## WHAT IS BEING ASKED
Your answer must be every line of the data that contains "SPDX".

## LISTED ENTRIES
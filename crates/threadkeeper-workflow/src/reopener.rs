// SPDX-FileCopyrightText: 2026 Threadkeeper Contributors
// SPDX-License-Identifier: MIT OR Apache-2.0

//! Reverses an archive run when its reopen control is activated.
//!
//! Every step runs regardless of earlier failures and records its own
//! outcome, so the invoking user learns exactly what did and did not happen.

use std::fmt;
use std::sync::Arc;

use strum::Display;
use tracing::{info, warn};

use threadkeeper_core::error::ThreadkeeperError;
use threadkeeper_core::traits::ChatPlatform;
use threadkeeper_core::types::{
    ChannelId, ChannelInfo, ComponentActivation, OutboundMessage, ThreadState, UserId,
};

use crate::correlation::{message_references, ReopenToken};
use crate::render::{reopened_in_parent, reopened_in_thread, reopened_without_source};
use crate::settings::WorkflowSettings;
use crate::trigger::TRIGGER_MARK;

/// The steps of a reopen, in execution order.
#[derive(Debug, Clone, Copy, PartialEq, Eq, Display)]
pub enum ReopenStep {
    #[strum(serialize = "remove archive record")]
    DeleteAnchor,
    #[strum(serialize = "remove related messages")]
    SweepRecords,
    #[strum(serialize = "delete transcript thread")]
    DeleteTranscript,
    #[strum(serialize = "unlock original thread")]
    UnlockSource,
    #[strum(serialize = "clear completion marks")]
    ClearTriggerMark,
    #[strum(serialize = "announce reopen")]
    Announce,
}

/// What happened to one step.
#[derive(Debug, Clone, PartialEq, Eq)]
pub enum StepOutcome {
    Done,
    /// Nothing to do, e.g. the object was already gone.
    Skipped(String),
    Failed(String),
}

impl StepOutcome {
    fn from_result(result: Result<(), ThreadkeeperError>) -> Self {
        match result {
            Ok(()) => Self::Done,
            Err(ThreadkeeperError::NotFound { kind, .. }) => {
                Self::Skipped(format!("{kind} already gone"))
            }
            Err(err) => Self::Failed(err.to_string()),
        }
    }

    pub fn is_failure(&self) -> bool {
        matches!(self, Self::Failed(_))
    }
}

impl fmt::Display for StepOutcome {
    fn fmt(&self, f: &mut fmt::Formatter<'_>) -> fmt::Result {
        match self {
            Self::Done => f.write_str("done"),
            Self::Skipped(why) => write!(f, "skipped ({why})"),
            Self::Failed(why) => write!(f, "failed ({why})"),
        }
    }
}

/// Aggregated result of a reopen.
#[derive(Debug, Clone, PartialEq)]
pub struct ReopenReport {
    pub source_thread: ChannelId,
    /// Name and link of the source thread when it could be resolved.
    pub source: Option<(String, String)>,
    pub steps: Vec<(ReopenStep, StepOutcome)>,
    /// Correlated messages removed from the completion channel.
    pub swept: usize,
}

impl ReopenReport {
    fn new(source_thread: ChannelId) -> Self {
        Self {
            source_thread,
            source: None,
            steps: Vec::new(),
            swept: 0,
        }
    }

    fn record(&mut self, step: ReopenStep, outcome: StepOutcome) {
        if let StepOutcome::Failed(why) = &outcome {
            warn!(source_thread = %self.source_thread, %step, reason = %why, "reopen step failed");
        }
        self.steps.push((step, outcome));
    }

    pub fn outcome(&self, step: ReopenStep) -> Option<&StepOutcome> {
        self.steps.iter().find(|(s, _)| *s == step).map(|(_, o)| o)
    }

    /// The source was found and no step failed.
    pub fn fully_reopened(&self) -> bool {
        self.source.is_some() && !self.steps.iter().any(|(_, o)| o.is_failure())
    }

    /// Private reply for the user who pressed the control.
    pub fn summary(&self) -> String {
        if self.fully_reopened() {
            let (name, link) = self.source.as_ref().map_or(("the thread", ""), |(n, l)| {
                (n.as_str(), l.as_str())
            });
            return format!("✅ **{name}** has been reopened: {link}");
        }

        let mut text = String::from("⚠️ The thread was only partially reopened.");
        if self.source.is_none() {
            text.push_str(&format!(
                "\nThe original thread ({}) could not be found.",
                self.source_thread
            ));
        }
        for (step, outcome) in self.steps.iter().filter(|(_, o)| o.is_failure()) {
            text.push_str(&format!("\n- {step}: {outcome}"));
        }
        text
    }
}

/// Runs reopen operations against a platform.
#[derive(Clone)]
pub struct Reopener {
    platform: Arc<dyn ChatPlatform>,
    settings: Arc<WorkflowSettings>,
    bot_user: UserId,
}

impl Reopener {
    pub fn new(
        platform: Arc<dyn ChatPlatform>,
        settings: Arc<WorkflowSettings>,
        bot_user: UserId,
    ) -> Self {
        Self {
            platform,
            settings,
            bot_user,
        }
    }

    /// Reopens the thread named by `token`. `activation.message` is the
    /// anchor the control sits on.
    pub async fn reopen(
        &self,
        activation: &ComponentActivation,
        token: ReopenToken,
    ) -> ReopenReport {
        let completion = activation.message.channel_id;
        let mut report = ReopenReport::new(token.source_thread);

        let transcript = self.find_transcript(activation, token).await;

        let deleted = self.platform.delete_message(completion, token.anchor).await;
        report.record(ReopenStep::DeleteAnchor, StepOutcome::from_result(deleted));

        let swept = self.sweep(completion, token, &mut report).await;
        report.record(ReopenStep::SweepRecords, swept);

        let transcript_outcome = match transcript {
            Ok(thread) => StepOutcome::from_result(self.platform.delete_channel(thread).await),
            Err(why) => StepOutcome::Failed(why),
        };
        report.record(ReopenStep::DeleteTranscript, transcript_outcome);

        let source = match self.platform.channel(token.source_thread).await {
            Ok(source) => Some(source),
            Err(err) => {
                report.record(ReopenStep::UnlockSource, StepOutcome::Failed(err.to_string()));
                report.record(
                    ReopenStep::ClearTriggerMark,
                    StepOutcome::Skipped("original thread unavailable".into()),
                );
                None
            }
        };

        if let Some(source) = &source {
            let guild = source.guild_id.or(activation.message.guild_id);
            report.source = Some((
                source.name.clone(),
                self.platform.channel_link(guild, source.id),
            ));
            let unlocked = self.unlock(source).await;
            report.record(ReopenStep::UnlockSource, unlocked);
            let cleared = self.clear_marks(source).await;
            report.record(ReopenStep::ClearTriggerMark, cleared);
        }

        let announced = self.announce(activation, source.as_ref(), token).await;
        report.record(ReopenStep::Announce, announced);

        info!(
            source_thread = %token.source_thread,
            fully = report.fully_reopened(),
            swept = report.swept,
            "reopen finished"
        );
        report
    }

    /// Transcript thread started from the anchor. Interaction payloads may
    /// omit the thread, so a missing one is looked up on the stored anchor.
    async fn find_transcript(
        &self,
        activation: &ComponentActivation,
        token: ReopenToken,
    ) -> Result<ChannelId, String> {
        if activation.message.id == token.anchor {
            if let Some(thread) = activation.message.thread_id {
                return Ok(thread);
            }
        }
        match self
            .platform
            .message(activation.message.channel_id, token.anchor)
            .await
        {
            Ok(anchor) => anchor
                .thread_id
                .ok_or_else(|| "archive record has no transcript thread".to_string()),
            Err(err) => {
                warn!(anchor = %token.anchor, error = %err, "anchor lookup failed");
                Err(format!("transcript thread could not be located: {err}"))
            }
        }
    }

    /// Deletes bot messages in the completion channel tagged with the
    /// source thread.
    async fn sweep(
        &self,
        completion: ChannelId,
        token: ReopenToken,
        report: &mut ReopenReport,
    ) -> StepOutcome {
        let recent = match self
            .platform
            .recent_messages(completion, self.settings.sweep_limit)
            .await
        {
            Ok(recent) => recent,
            Err(err) => return StepOutcome::Failed(err.to_string()),
        };

        let mut failures = 0;
        for message in recent.iter().filter(|m| {
            m.author.id == self.bot_user
                && m.id != token.anchor
                && message_references(m, token.source_thread)
        }) {
            match self.platform.delete_message(completion, message.id).await {
                Ok(()) => report.swept += 1,
                Err(err) => {
                    failures += 1;
                    warn!(message_id = %message.id, error = %err, "failed to sweep message");
                }
            }
        }

        if failures == 0 {
            StepOutcome::Done
        } else {
            StepOutcome::Failed(format!("{failures} related message(s) could not be removed"))
        }
    }

    async fn unlock(&self, source: &ChannelInfo) -> StepOutcome {
        if source.thread_state == Some(ThreadState::OPEN) {
            return StepOutcome::Skipped("already open".into());
        }
        StepOutcome::from_result(
            self.platform
                .set_thread_state(source.id, ThreadState::OPEN)
                .await,
        )
    }

    /// Removes the marker from the starter message and from any marked
    /// message in the thread's window.
    async fn clear_marks(&self, source: &ChannelInfo) -> StepOutcome {
        let mut failures = Vec::new();

        if let (Some(parent), Some(starter)) = (source.parent_id, source.starter_message_id) {
            if let Err(err) = self.platform.unreact(parent, starter, TRIGGER_MARK).await {
                if !matches!(err, ThreadkeeperError::NotFound { .. }) {
                    failures.push(err.to_string());
                }
            }
        }

        match self
            .platform
            .recent_messages(source.id, self.settings.fetch_limit)
            .await
        {
            Ok(window) => {
                for message in window.iter().filter(|m| m.has_own_reaction(TRIGGER_MARK)) {
                    if let Err(err) = self
                        .platform
                        .unreact(source.id, message.id, TRIGGER_MARK)
                        .await
                    {
                        failures.push(err.to_string());
                    }
                }
            }
            Err(err) => failures.push(err.to_string()),
        }

        if failures.is_empty() {
            StepOutcome::Done
        } else {
            StepOutcome::Failed(failures.join("; "))
        }
    }

    async fn announce(
        &self,
        activation: &ComponentActivation,
        source: Option<&ChannelInfo>,
        token: ReopenToken,
    ) -> StepOutcome {
        let actor = &activation.user;
        let Some(source) = source else {
            let text = reopened_without_source(actor, &token.source_thread.to_string());
            return StepOutcome::from_result(
                self.platform
                    .send(self.settings.monitored_channel, OutboundMessage::text(text))
                    .await
                    .map(|_| ()),
            );
        };

        let mut failures = Vec::new();
        if let Err(err) = self
            .platform
            .send(source.id, OutboundMessage::text(reopened_in_thread(actor)))
            .await
        {
            failures.push(err.to_string());
        }

        if let Some(parent) = source.parent_id {
            let guild = source.guild_id.or(activation.message.guild_id);
            let link = self.platform.channel_link(guild, source.id);
            if let Err(err) = self
                .platform
                .send(
                    parent,
                    OutboundMessage::text(reopened_in_parent(&source.name, actor, &link)),
                )
                .await
            {
                failures.push(err.to_string());
            }
        }

        if failures.is_empty() {
            StepOutcome::Done
        } else {
            StepOutcome::Failed(failures.join("; "))
        }
    }
}

#[cfg(test)]
mod tests {
    use super::*;

    fn report(steps: Vec<(ReopenStep, StepOutcome)>, resolved: bool) -> ReopenReport {
        ReopenReport {
            source_thread: ChannelId(77),
            source: resolved.then(|| ("Fix the build".to_string(), "https://x/77".to_string())),
            steps,
            swept: 0,
        }
    }

    #[test]
    fn skipped_steps_still_count_as_full_reopen() {
        let report = report(
            vec![
                (ReopenStep::DeleteAnchor, StepOutcome::Done),
                (
                    ReopenStep::UnlockSource,
                    StepOutcome::Skipped("already open".into()),
                ),
            ],
            true,
        );
        assert!(report.fully_reopened());
        assert_eq!(report.summary(), "✅ **Fix the build** has been reopened: https://x/77");
    }

    #[test]
    fn failures_are_listed() {
        let report = report(
            vec![
                (ReopenStep::DeleteAnchor, StepOutcome::Done),
                (
                    ReopenStep::DeleteTranscript,
                    StepOutcome::Failed("missing permission".into()),
                ),
            ],
            true,
        );
        assert!(!report.fully_reopened());
        let summary = report.summary();
        assert!(summary.contains("partially reopened"));
        assert!(summary.contains("delete transcript thread: failed (missing permission)"));
        assert!(!summary.contains("remove archive record"));
    }

    #[test]
    fn unresolved_source_is_partial() {
        let report = report(vec![(ReopenStep::DeleteAnchor, StepOutcome::Done)], false);
        assert!(!report.fully_reopened());
        assert!(report.summary().contains("(77) could not be found"));
    }

    #[test]
    fn not_found_maps_to_skipped() {
        let outcome = StepOutcome::from_result(Err(ThreadkeeperError::not_found("message", 1)));
        assert_eq!(outcome, StepOutcome::Skipped("message already gone".into()));
        assert_eq!(outcome.to_string(), "skipped (message already gone)");
    }
}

## EXERCISE ANSWER
// SPDX-FileCopyrightText: 2026 Threadkeeper Contributors
// SPDX-License-Identifier: MIT OR Apache-2.0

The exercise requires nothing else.